So that the manner in which the above recited features of the present invention can be understood in detail, a more particular description of the invention, briefly summarized above, may be had by reference to embodiments, some of which are illustrated in the appended drawings. It is to be noted, however, that the appended drawings illustrate only typical embodiments of this invention and are therefore not to be considered limiting of its scope, for the invention may admit to other equally effective embodiments.
Embodiments of the invention generally provide a substrate support plate having thin pads of elastomer which has high static friction coefficient and affords lack of residue. The thin pads are configured to keep a substrate from touching the substrate support plate. The thickness of the thin pads are designed such that the thermal resistance of the thin pads are substantially equal to the thermal resistance of the air gap between the substrate support plate and the substrate supported by the thin pads. Thus, the substrate support plate of the present invention provides high friction between the substrate and the supporting surface, low particle generation, and substantially uniform heat transfer property.
The shuttle plate 100 generally comprises a plate body 101 coupled to an adaptor 102. The adapter 102 is configured to transfer motions to the plate body 101. A plurality of substrate pads 103 protrude by the same level of height from an upper surface 105 of the plate body 101. In one embodiment, each of the plurality of substrate pads 103 has a circular upper surface of between 0.3 mm and 3 mm in diameter.
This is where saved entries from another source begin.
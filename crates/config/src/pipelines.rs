//! Pipeline configuration
//!
//! The default pipeline receives every topic. Per-topic pipelines receive
//! only envelopes whose topic is listed (or `#` for all).
//!
//! # Example
//!
//! ```toml
//! [pipelines]
//! default = ["to_xml", "response"]
//!
//! [pipelines.per_topic.floor1]
//! topics = ["events/device/X", "events/device/Y"]
//! functions = ["only_x", "compress", "export"]
//! ```

use serde::Deserialize;
use std::collections::BTreeMap;

/// Reserved id of the default pipeline
pub const DEFAULT_PIPELINE_ID: &str = "default-pipeline";

/// Pipeline wiring: which functions run, in which order, for which topics
#[derive(Debug, Clone, Default, Deserialize)]
#[serde(default)]
pub struct PipelinesConfig {
    /// Functions of the default pipeline (topic `#`)
    /// If empty, no default pipeline is registered
    pub default: Vec<String>,

    /// Pipelines selected by topic, keyed by pipeline id
    pub per_topic: BTreeMap<String, TopicPipelineConfig>,
}

/// A pipeline bound to a set of topics
#[derive(Debug, Clone, Deserialize)]
pub struct TopicPipelineConfig {
    /// Topics this pipeline receives (`#` matches any topic)
    pub topics: Vec<String>,

    /// Function names, in execution order
    pub functions: Vec<String>,
}

impl PipelinesConfig {
    pub fn has_default(&self) -> bool {
        !self.default.is_empty()
    }

    /// True when no pipeline at all is configured
    pub fn is_empty(&self) -> bool {
        self.default.is_empty() && self.per_topic.is_empty()
    }

    /// Iterate `(pipeline id, function names)` over every configured pipeline,
    /// default first
    pub fn iter_functions(&self) -> impl Iterator<Item = (&str, &[String])> {
        let default = self
            .has_default()
            .then_some((DEFAULT_PIPELINE_ID, self.default.as_slice()));
        default.into_iter().chain(
            self.per_topic
                .iter()
                .map(|(id, p)| (id.as_str(), p.functions.as_slice())),
        )
    }
}
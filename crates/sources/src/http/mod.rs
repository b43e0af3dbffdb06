//! HTTP Trigger - REST endpoint feeding the dispatcher
//!
//! # Endpoints
//!
//! - `POST /api/v1/trigger` - Dispatch the body on the configured topic
//! - `POST /api/v1/trigger/{topic}` - Dispatch the body on `{topic}` (may contain `/`)
//! - `GET /api/v1/ping` - Liveness check
//!
//! # Request
//!
//! ```text
//! POST /api/v1/trigger/events/device/X
//! Content-Type: application/json
//! X-Correlation-ID: 7f0c...
//!
//! {"deviceName":"X", ...}
//! ```
//!
//! # Response
//!
//! - `200` with the first pipeline response and its content type
//! - `204` when no pipeline produced a response
//! - `500` when every matched pipeline failed
//!
//! The correlation id (generated when absent) is echoed in `X-Correlation-ID`.

mod handlers;


use std::sync::Arc;

use async_trait::async_trait;
use axum::Router;
use axum::routing::{get, post};
use edgeflow_config::HttpTriggerConfig;
use edgeflow_pipeline::{BackgroundMessage, Dispatcher};
use tokio::net::TcpListener;
use tokio::sync::mpsc;
use tokio_util::sync::CancellationToken;

pub use handlers::CORRELATION_ID_HEADER;

use handlers::{HandlerState, ping, trigger_default_topic, trigger_topic};

use crate::common::{TriggerMetrics, TriggerSnapshot};
use crate::{Result, Trigger, TriggerError, TriggerHandle};

/// HTTP trigger
pub struct HttpTrigger {
    config: HttpTriggerConfig,
    dispatcher: Dispatcher,
    metrics: Arc<TriggerMetrics>,
}

impl HttpTrigger {
    pub fn new(config: HttpTriggerConfig, dispatcher: Dispatcher) -> Self {
        Self {
            config,
            dispatcher,
            metrics: Arc::new(TriggerMetrics::new()),
        }
    }

    pub fn metrics(&self) -> TriggerSnapshot {
        self.metrics.snapshot()
    }

    /// Shared metrics, valid after `initialize` consumes the trigger
    pub fn metrics_handle(&self) -> Arc<TriggerMetrics> {
        Arc::clone(&self.metrics)
    }
}

#[async_trait]
impl Trigger for HttpTrigger {
    fn name(&self) -> &'static str {
        "http"
    }

    async fn initialize(
        self: Box<Self>,
        shutdown: CancellationToken,
        background: mpsc::Receiver<BackgroundMessage>,
    ) -> Result<TriggerHandle> {
        let bind_addr = self.config.bind_address();
        let listener = TcpListener::bind(&bind_addr)
            .await
            .map_err(|e| TriggerError::Bind {
                address: bind_addr.clone(),
                source: e,
            })?;

        tracing::info!(
            address = %bind_addr,
            topic = %self.config.topic,
            "http trigger listening"
        );

        let state = Arc::new(HandlerState {
            dispatcher: self.dispatcher.clone(),
            default_topic: self.config.topic.clone(),
            metrics: Arc::clone(&self.metrics),
        });
        let app = build_router(state);

        tokio::spawn(drain_background(background, shutdown.clone()));

        let task = tokio::spawn(async move {
            axum::serve(listener, app)
                .with_graceful_shutdown(async move { shutdown.cancelled().await })
                .await
                .map_err(|e| TriggerError::Http(e.to_string()))?;
            tracing::info!("http trigger stopped");
            Ok(())
        });

        Ok(TriggerHandle::new("http", task))
    }
}

/// Build the axum router
fn build_router(state: Arc<HandlerState>) -> Router {
    Router::new()
        .route("/api/v1/trigger", post(trigger_default_topic))
        .route("/api/v1/trigger/{*topic}", post(trigger_topic))
        .route("/api/v1/ping", get(ping))
        .with_state(state)
}

/// HTTP has no outbound channel; background messages are dropped
async fn drain_background(
    mut background: mpsc::Receiver<BackgroundMessage>,
    shutdown: CancellationToken,
) {
    loop {
        tokio::select! {
            _ = shutdown.cancelled() => break,
            message = background.recv() => match message {
                Some(message) => tracing::warn!(
                    topic = ?message.topic,
                    correlation_id = %message.envelope.correlation_id(),
                    "http trigger cannot publish background messages, dropping"
                ),
                None => break,
            },
        }
    }
}
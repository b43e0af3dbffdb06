//! Tests for publish acknowledgement tracking

use super::*;

use tokio::sync::oneshot::error::TryRecvError;

#[test]
fn test_qos0_resolves_when_written() {
    let tracker = PublishTracker::default();
    let mut rx = tracker.register(QoS::AtMostOnce);
    assert_eq!(rx.try_recv(), Err(TryRecvError::Empty));

    tracker.on_outgoing(0);
    assert_eq!(rx.try_recv(), Ok(Ok(())));
    assert_eq!(tracker.outstanding(), 0);
}

#[test]
fn test_qos1_waits_for_puback() {
    let tracker = PublishTracker::default();
    let mut first = tracker.register(QoS::AtLeastOnce);
    let mut second = tracker.register(QoS::AtLeastOnce);

    tracker.on_outgoing(7);
    tracker.on_outgoing(8);
    assert_eq!(first.try_recv(), Err(TryRecvError::Empty));

    tracker.on_acknowledged(8);
    assert_eq!(second.try_recv(), Ok(Ok(())));
    assert_eq!(first.try_recv(), Err(TryRecvError::Empty));

    tracker.on_acknowledged(7);
    assert_eq!(first.try_recv(), Ok(Ok(())));
    assert_eq!(tracker.outstanding(), 0);
}

#[test]
fn test_unregister_last() {
    let tracker = PublishTracker::default();
    let mut kept = tracker.register(QoS::AtLeastOnce);
    let _rejected = tracker.register(QoS::AtLeastOnce);
    tracker.unregister_last();
    assert_eq!(tracker.outstanding(), 1);

    tracker.on_outgoing(1);
    tracker.on_acknowledged(1);
    assert_eq!(kept.try_recv(), Ok(Ok(())));
}

#[test]
fn test_connection_lost_fails_waiters() {
    let tracker = PublishTracker::default();
    let mut written = tracker.register(QoS::AtLeastOnce);
    tracker.on_outgoing(3);
    let mut queued = tracker.register(QoS::AtLeastOnce);

    assert_eq!(tracker.on_connection_lost("broker went away", false), 2);
    assert_eq!(written.try_recv(), Ok(Err("broker went away".to_string())));
    assert_eq!(queued.try_recv(), Ok(Err("broker went away".to_string())));
    assert_eq!(tracker.outstanding(), 0);
}

#[test]
fn test_replayed_publishes_do_not_shift_pairing() {
    let tracker = PublishTracker::default();
    let mut written = tracker.register(QoS::AtLeastOnce);
    tracker.on_outgoing(3);
    let mut queued = tracker.register(QoS::ExactlyOnce);

    assert_eq!(tracker.on_connection_lost("keep-alive timeout", true), 2);
    assert!(written.try_recv().unwrap().is_err());
    assert!(queued.try_recv().unwrap().is_err());

    // after reconnect: the event loop retransmits 3, then writes the queued request
    let mut fresh = tracker.register(QoS::AtLeastOnce);
    tracker.on_outgoing(3);
    tracker.on_outgoing(4);
    tracker.on_outgoing(5);
    tracker.on_acknowledged(3);
    tracker.on_acknowledged(4);
    assert_eq!(fresh.try_recv(), Err(TryRecvError::Empty));

    tracker.on_acknowledged(5);
    assert_eq!(fresh.try_recv(), Ok(Ok(())));
    assert_eq!(tracker.outstanding(), 0);
}

#[test]
fn test_dropped_waiter_is_harmless() {
    let tracker = PublishTracker::default();
    drop(tracker.register(QoS::AtLeastOnce));
    tracker.on_outgoing(1);
    tracker.on_acknowledged(1);
    assert_eq!(tracker.outstanding(), 0);
}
The plurality of substrate pads 103 are configured to support a substrate 110 above the upper surface 105 as shown in
The plate body 101 may be made of aluminum coated with a polymer, for example Teflon® polymer manufactured by Dupont of Wilmington, Del., or Tufram® polymer manufactured by General Magnaplate Corporations of Linden, N.J. In alternative embodiments, the plate body 101 may be fabricated from stainless steel, silicon carbide, copper, graphite, aluminum nitride, aluminum oxide, boron nitride or combination/laminates of these materials.
In one embodiment, the substrate pads 103 are generally made from an elastomeric polymer having fluorine as a major constituent. Flourine provides high static and dynamic friction coefficient to an elastomer. Sapphire balls or similar low contact surface used in the state-of-the-art substrate handling systems provide low particle contamination during contact. However, sapphire balls and similar materials have relatively low friction coefficients. For example, sapphire has a static friction coefficient of about 0.4 against silicon and a dynamic friction coefficient of about 0.01. In many situations, vacuum or electrostatic attraction is needed to secure the substrate supported by these low friction materials, thus, increasing system complexity. Fluorinated elastomer generally has similar low particle properties as sapphire, and a static friction coefficient of about 1.66(dry)/2.49(wet) and a dynamic friction coefficient of about 0.42(dry)/0.41(wet). Therefore, the substrate pads 103 of present invention provides about 40 times more dynamic friction and about a factor of 4 for static friction to a substrate supported thereon compared to the state-of-the-art substrate contact surfaces. In one aspect, the shuttle plate 100 of the present invention is capable of accelerating or deaccelerating a substrate at a rate of about 0.5 g to 0.8 g via the friction from the substrate pads 103 only. Extra securing mechanism, such as vacuum, electrostatic attraction, and mechanical gripping, may be eliminated from the system, therefore, increases reliability of the system.
In another embodiment, the substrate pads 103 are made from an elastomeric polymer having fluorine as a major constituent and with no inorganic or non-fluoridated filler. Elastomeric material used in supporting substrates typically has an inorganic filler, such as silica, barium sulphate, or titanium dioxide. These fillers are micron sized or larger particles, hence leading to a particle source. The elstomeric polymer used to form the substrate pads 103 generally has a nanometer sized organic filler which essentially eliminates a particle source. Therefore, the contact area between the substrate and the substrate pads 103 may be increased and the pressure of contact decreased. A suitable material for the substrate pads 103 may be a perfluoroelastomer, which has a backbone comprises long chains of carbon atoms covalently bonded to fluorine atoms, and totally organic and fully fluoridated nanofillers, for example G67P from Perlast®.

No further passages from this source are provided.